Sa lecture achevée, le juge agita un instant la lettre en s’adressant à Warren :
– Auriez-vous une raison de croire que cette lettre ne soit pas de la main du défunt ?
– Aucune, mylord ! Nous avons trouvé quelques papiers écrits en polonais et que nous faisons traduire en ce moment. Ils sont bien de la même main...
– Rien non plus permettant de croire que l’on ait pu... aider cet homme à se suicider ?
– Le corps ne porte aucune trace de violence.
– Dans ce cas...
– Eh bien ! murmura Vidal-Pellicorne, voilà de la belle littérature ! Qu’en penses-tu ?
– Rien ! Je suis désorienté : cela ressemble assez peu à l’homme que j’ai rencontré l’autre soir. Qu’a-t-il pu se passer pour amener une si tragique volte-face ?
– On pourrait dire que les voies de Dieu sont impénétrables. Le comte Solmanski va sûrement attribuer ce miracle à ses prières. Il doit être en ce moment en pleine action de grâce !
– Il n’en a pas l’air, dit Morosini.
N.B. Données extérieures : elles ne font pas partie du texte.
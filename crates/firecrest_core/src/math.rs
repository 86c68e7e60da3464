//! Two-dimensional math used by layout and rendering.

use bytemuck::{Pod, Zeroable};
use serde::{Deserialize, Serialize};
use std::ops::{Add, AddAssign, Mul, Neg, Sub, SubAssign};

/// 2D vector - pixel position, pixel size, scroll offset
#[repr(C)]
#[derive(Clone, Copy, Debug, Default, PartialEq, Pod, Zeroable, Serialize, Deserialize)]
pub struct Vec2 {
    /// X component
    pub x: f32,
    /// Y component
    pub y: f32,
}

impl Vec2 {
    /// Creates a new Vec2
    #[must_use]
    pub const fn new(x: f32, y: f32) -> Self {
        Self { x, y }
    }

    /// Zero vector
    pub const ZERO: Self = Self::new(0.0, 0.0);

    /// Both components set to `value`
    #[must_use]
    pub const fn splat(value: f32) -> Self {
        Self::new(value, value)
    }

    /// Converts to array
    #[must_use]
    pub const fn to_array(self) -> [f32; 2] {
        [self.x, self.y]
    }

    /// Creates from array
    #[must_use]
    pub const fn from_array(arr: [f32; 2]) -> Self {
        Self::new(arr[0], arr[1])
    }

    /// Component-wise minimum
    #[must_use]
    pub fn min(self, other: Self) -> Self {
        Self::new(self.x.min(other.x), self.y.min(other.y))
    }

    /// Component-wise maximum
    #[must_use]
    pub fn max(self, other: Self) -> Self {
        Self::new(self.x.max(other.x), self.y.max(other.y))
    }
}

impl Add for Vec2 {
    type Output = Self;

    #[inline]
    fn add(self, rhs: Self) -> Self {
        Self::new(self.x + rhs.x, self.y + rhs.y)
    }
}

impl AddAssign for Vec2 {
    #[inline]
    fn add_assign(&mut self, rhs: Self) {
        self.x += rhs.x;
        self.y += rhs.y;
    }
}

impl Sub for Vec2 {
    type Output = Self;

    #[inline]
    fn sub(self, rhs: Self) -> Self {
        Self::new(self.x - rhs.x, self.y - rhs.y)
    }
}

impl SubAssign for Vec2 {
    #[inline]
    fn sub_assign(&mut self, rhs: Self) {
        self.x -= rhs.x;
        self.y -= rhs.y;
    }
}

impl Mul<f32> for Vec2 {
    type Output = Self;

    #[inline]
    fn mul(self, rhs: f32) -> Self {
        Self::new(self.x * rhs, self.y * rhs)
    }
}

impl Neg for Vec2 {
    type Output = Self;

    #[inline]
    fn neg(self) -> Self {
        Self::new(-self.x, -self.y)
    }
}

impl From<(f32, f32)> for Vec2 {
    fn from((x, y): (f32, f32)) -> Self {
        Self::new(x, y)
    }
}

/// Linearly remaps `value` from `[from_min, from_max]` onto `[to_min, to_max]`.
///
/// A degenerate source range maps everything onto `to_min`.
#[must_use]
pub fn map(value: f32, from_min: f32, from_max: f32, to_min: f32, to_max: f32) -> f32 {
    let span = from_max - from_min;
    if span == 0.0 {
        return to_min;
    }
    to_min + (value - from_min) * (to_max - to_min) / span
}

#[cfg(test)]
mod tests {
    use super::*;

    #[test]
    fn test_vec2_ops() {
        let a = Vec2::new(1.0, 2.0);
        let b = Vec2::new(3.0, 5.0);

        assert_eq!(a + b, Vec2::new(4.0, 7.0));
        assert_eq!(b - a, Vec2::new(2.0, 3.0));
        assert_eq!(a * 2.0, Vec2::new(2.0, 4.0));
        assert_eq!(-a, Vec2::new(-1.0, -2.0));
        assert_eq!(a.max(Vec2::new(0.0, 9.0)), Vec2::new(1.0, 9.0));
    }

    #[test]
    fn test_vec2_is_pod() {
        let points = [Vec2::new(1.0, 2.0), Vec2::new(3.0, 4.0)];
        let bytes: &[u8] = bytemuck::cast_slice(&points);
        assert_eq!(bytes.len(), 16);
    }

    #[test]
    fn test_map() {
        assert!((map(5.0, 0.0, 10.0, 0.0, 100.0) - 50.0).abs() < f32::EPSILON);
        assert!((map(-20.0, -40.0, 0.0, 0.0, 30.0) - 15.0).abs() < f32::EPSILON);
        // Inverted target range
        assert!((map(0.0, 0.0, 1.0, 10.0, 0.0) - 10.0).abs() < f32::EPSILON);
    }

    #[test]
    fn test_map_degenerate_range() {
        assert_eq!(map(3.0, 1.0, 1.0, 7.0, 9.0), 7.0);
    }
}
Tu peux le voir d’ici : il est au quatrième rang sur notre gauche.
– Il est là ? Je ne l’ai pas vu arriver.
– Moi si. C’était pendant l’espèce de confusion qui a précédé l’arrivée de Warren...
Le comte se tenait très droit sur son banc, ses yeux trop pâles fixés sur sa fille qui pleurait sans retenue. Sur l’ordre du juge, l’une des gardiennes vint la chercher et la ramena dans son box où sa collègue et elle-même s’efforcèrent de la réconforter.
La fin de l’audience fut ce qu’elle devait être. Sir Desmond demanda que l’accusation abandonne la cause. A quoi sir John Dixon consentit avec grâce après consultation du jury dont le chef se rangea à l’avis général.